Progressive

Intervista Only One Black

Di Roberto Gelmi - 8 Novembre 2025 - 12:00
Intervista Only One Black

I giovani piemontesi Only One Black hanno da poco pubblicato il loro album di debutto, Set Me Free. Scopriamo come è nata la band e quali sono i loro progetti per il futuro.

Come vi siete conosciuti e quando avete iniziato a suonare?

La formazione originale nasce all’interno del liceo musicale che frequentavamo a Vercelli, l’esordio risale a un evento musicale organizzato dal comune di Vercelli a cui la scuola aveva aderito. Benché alla manifestazione non avesse partecipato molto pubblico, a fine concerto abbiamo comunque deciso di continuare a suonare cover hard rock e heavy metal improvvisate sul momento, per il puro piacere di far musica. Per coincidenza, uno degli organizzatori dell’evento stava passando di là e sentendoci suonare ci propose di partecipare alla Maratona Rock di Vercelli che si sarebbe tenuta pochi giorni dopo; entusiasti della proposta in poco tempo abbiamo quindi preparato un repertorio di cover. In seguito, dopo mesi dalla formazione del gruppo, abbiamo deciso di non limitarci a riprodurre pezzi di altri ma abbiamo iniziato a lavorare su qualcosa di nostro, prendendo ispirazione dalla musica Progressive, da cui siamo tutti attratti e da cui prendiamo ispirazione. Poiché non tutti i componenti erano interessati a lavorare a qualcosa di originale, la band ha subito un inevitabile cambio di formazione che ha portato a quella attuale.
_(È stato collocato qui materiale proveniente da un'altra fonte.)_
//! Per-bin spectral delay lines
//!
//! Every bin of every channel owns a ring buffer of complex values, one slot
//! per FFT hop. Delay granularity is therefore one hop, not one sample.
//!
//! Capacity is fixed at construction. When a bank asks for a longer delay the
//! controller builds a larger set off the audio thread and the engine swaps
//! it in between blocks (see `engine::command`).

use realfft::num_complex::Complex32;

use crate::types::Channel;

const ZERO: Complex32 = Complex32::new(0.0, 0.0);

/// Ring buffers for `num_bins` bins × 2 channels
#[derive(Debug, Clone)]
pub struct BinDelayLines {
    num_bins: usize,
    capacity: usize,
    /// Per channel: `num_bins` consecutive rings of `capacity` slots
    slots: [Vec<Complex32>; 2],
    /// Per channel, per bin write cursor
    cursors: [Vec<usize>; 2],
}

impl BinDelayLines {
    /// Allocate lines holding up to `capacity - 1` frames of delay
    pub fn new(num_bins: usize, capacity: usize) -> Self {
        let capacity = capacity.max(1);
        Self {
            num_bins,
            capacity,
            slots: std::array::from_fn(|_| vec![ZERO; num_bins * capacity]),
            cursors: std::array::from_fn(|_| vec![0; num_bins]),
        }
    }

    /// Slots per ring (maximum delay is one less)
    #[inline]
    pub fn capacity(&self) -> usize {
        self.capacity
    }

    #[inline]
    pub fn num_bins(&self) -> usize {
        self.num_bins
    }

    /// Longest delay these lines can produce, in frames
    #[inline]
    pub fn max_delay_frames(&self) -> usize {
        self.capacity - 1
    }

    /// Push one frame's value for a bin and return the delayed value
    ///
    /// A zero delay passes `value` straight through without touching the
    /// ring. Delays beyond the capacity are clamped to the longest available.
    #[inline]
    pub fn process(
        &mut self,
        channel: Channel,
        bin: usize,
        delay_frames: usize,
        value: Complex32,
    ) -> Complex32 {
        let delay = delay_frames.min(self.max_delay_frames());
        if delay == 0 || bin >= self.num_bins {
            return value;
        }
        let c = channel.index();
        let base = bin * self.capacity;
        let write = self.cursors[c][bin];
        self.slots[c][base + write] = value;
        let read = (write + self.capacity - delay) % self.capacity;
        self.cursors[c][bin] = (write + 1) % self.capacity;
        self.slots[c][base + read]
    }

    /// Silence every ring and rewind the cursors
    pub fn clear(&mut self) {
        for ch in 0..2 {
            self.slots[ch].fill(ZERO);
            self.cursors[ch].fill(0);
        }
    }
}
//! Hooks for watching the audio thread
//!
//! The audio thread never logs directly. It reports events to an
//! [`EngineObserver`], which by default discards them. [`LogObserver`]
//! forwards them to the `log` facade for offline rendering and tests.
//!
//! Observer methods are called from the audio callback and must not block.

use crate::spectral::FrameStats;

/// Summary of one processed block
#[derive(Debug, Clone, Copy, PartialEq, Default)]
pub struct BlockStats {
    /// Samples in the block
    pub samples: usize,
    /// Frames run during the block
    pub frames: usize,
    /// Output peak per channel
    pub peak: [f32; 2],
    /// Frames processed since construction
    pub total_frames: u64,
}

/// Receives audio-thread events
pub trait EngineObserver: Send {
    /// One spectral frame finished (`index` counts from zero)
    fn on_frame(&mut self, _index: u64, _stats: &FrameStats) {}

    /// One `process` call finished
    fn on_block(&mut self, _stats: &BlockStats) {}

    /// Larger delay lines were installed
    fn on_delay_lines_swapped(&mut self, _capacity_frames: usize) {}

    /// Non-finite feedback values were zeroed during a frame
    fn on_feedback_sanitized(&mut self, _count: usize) {}
}

/// Discards every event
#[derive(Debug, Clone, Copy, Default)]
pub struct NullObserver;

impl EngineObserver for NullObserver {}

/// Forwards events to `log`
#[derive(Debug, Clone, Copy, Default)]
pub struct LogObserver;

impl EngineObserver for LogObserver {
    fn on_frame(&mut self, index: u64, stats: &FrameStats) {
        log::trace!(
            "frame {}: skip dyn={} fb={} shift={} shift_first={}",
            index,
            stats.skip.dynamics,
            stats.skip.feedback,
            stats.skip.shift,
            stats.shift_before_multiply
        );
    }

    fn on_block(&mut self, stats: &BlockStats) {
        log::trace!(
            "block: {} samples, {} frames, peak L={:.3} R={:.3}",
            stats.samples,
            stats.frames,
            stats.peak[0],
            stats.peak[1]
        );
    }

    fn on_delay_lines_swapped(&mut self, capacity_frames: usize) {
        log::debug!("Delay lines swapped: capacity {} frames", capacity_frames);
    }

    fn on_feedback_sanitized(&mut self, count: usize) {
        log::warn!("Zeroed {} non-finite feedback values", count);
    }
}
Suonate cover dei Dream Theater senza tastiere, una sfida impossibile! Avete mai pensato di aggiungere un sesto membro in line-up?

L’idea di aggiungere un sesto membro c’è sempre stata in quanto, per il nostro genere musicale, le tastiere sono un elemento decisamente importante e presente; tuttavia, per il momento abbiamo deciso di mantenere questa formazione, in quanto sia i nostri brani che le cover che proponiamo sono stati scritti e arrangiati con le sole chitarre come strumento melodico, inoltre il suono di tastiera emulato dalla chitarra è uno dei nostri elementi distintivi. Detto ciò, per il futuro l’aggiunta di un tastierista è una possibilità che potremmo prendere in considerazione.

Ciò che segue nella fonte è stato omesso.